Yesterday a thread appeared on notoriously NSFW forum site 4chan, promising to post nude photos of actresses Jennifer Lawrence, Kate Upton and Ariana Grande in return for Bitcoin donations.
Publicists for Lawrence and Upton confirmed the pictures were real (although Grande’s insisted they were “completely fake”). But how did the hacker get access to their photos?
Experts pointed to a glitch, known as “iBrute”, in Apple’s iCloud software, which means it was vulnerable to “bruteforce” hacks, allowing hackers to try out (potentially) thousands of passwords, rather than being locked out after a few tries.
Is it a coincidence the flaw was only discovered just two days ago, and detailed on coding website Github?
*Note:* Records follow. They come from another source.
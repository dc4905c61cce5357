pub mod auth;
pub mod chat;
pub mod health;
pub mod users;

use axum::Router;
use utoipa::openapi::security::{ApiKey, ApiKeyValue, SecurityScheme};
use utoipa::{Modify, OpenApi};

use crate::AppState;

pub fn router() -> Router<AppState> {
    Router::new()
        .merge(health::router())
        .merge(crate::chat::server::router())
        .merge(chat::router())
        .merge(users::router())
        .nest("/api", auth::router())
}

struct SecurityAddon;

impl Modify for SecurityAddon {
    fn modify(&self, openapi: &mut utoipa::openapi::OpenApi) {
        if let Some(components) = openapi.components.as_mut() {
            components.add_security_scheme(
                "session_cookie",
                SecurityScheme::ApiKey(ApiKey::Cookie(ApiKeyValue::new(
                    crate::auth::session::SESSION_COOKIE,
                ))),
            );
        }
    }
}

#[derive(OpenApi)]
#[openapi(
    paths(
        // Health
        health::health,
        // Auth
        auth::register,
        auth::login,
        auth::logout,
        auth::session,
        // Chat
        chat::history,
        chat::count,
        // Users
        users::list_users,
    ),
    components(
        schemas(
            // Error types
            crate::error::ApiErrorBody,
            crate::error::ApiErrorDetail,
            crate::error::FieldError,
            // Models
            crate::models::message::ChatMessage,
            crate::models::message::HistoryEntry,
            // Route request/response types
            health::HealthResponse,
            auth::RegisterRequest,
            auth::LoginRequest,
            auth::UserResponse,
            chat::CountResponse,
            users::UserSummary,
        )
    ),
    modifiers(&SecurityAddon),
    tags(
        (name = "Health", description = "Health check"),
        (name = "Auth", description = "Registration and cookie sessions"),
        (name = "Chat", description = "Direct message history"),
        (name = "Users", description = "User listing with presence"),
    )
)]
pub struct ApiDoc;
According to those in the know, the glitch has now been patched by Apple:
The end of fun, Apple have just patched FindMyIphone bug. So ibrute is not applicable any more.— HackApp (@hackappcom) September 1, 2014
But there’s also a risk the fix might not be completely effective in all regions (Nancy Dell’Olio watch out):
And according to a supposed “master-list” doing the rounds online, Lawrence, Upton and Grande aren’t the only ones targeted. The full list includes Avril Lavigne, Amber Heard and Cara Delevigne as well. Presumably the photos will be leaked over the next few days.
If that list is real, even using iBrute it would have taken weeks - months, even - to gather pictures of all those celebrities. So it may be that the hackers exploited a different weakness in iCloud, discovered at some point in the past. In which case: celebrity iPhone users, beware.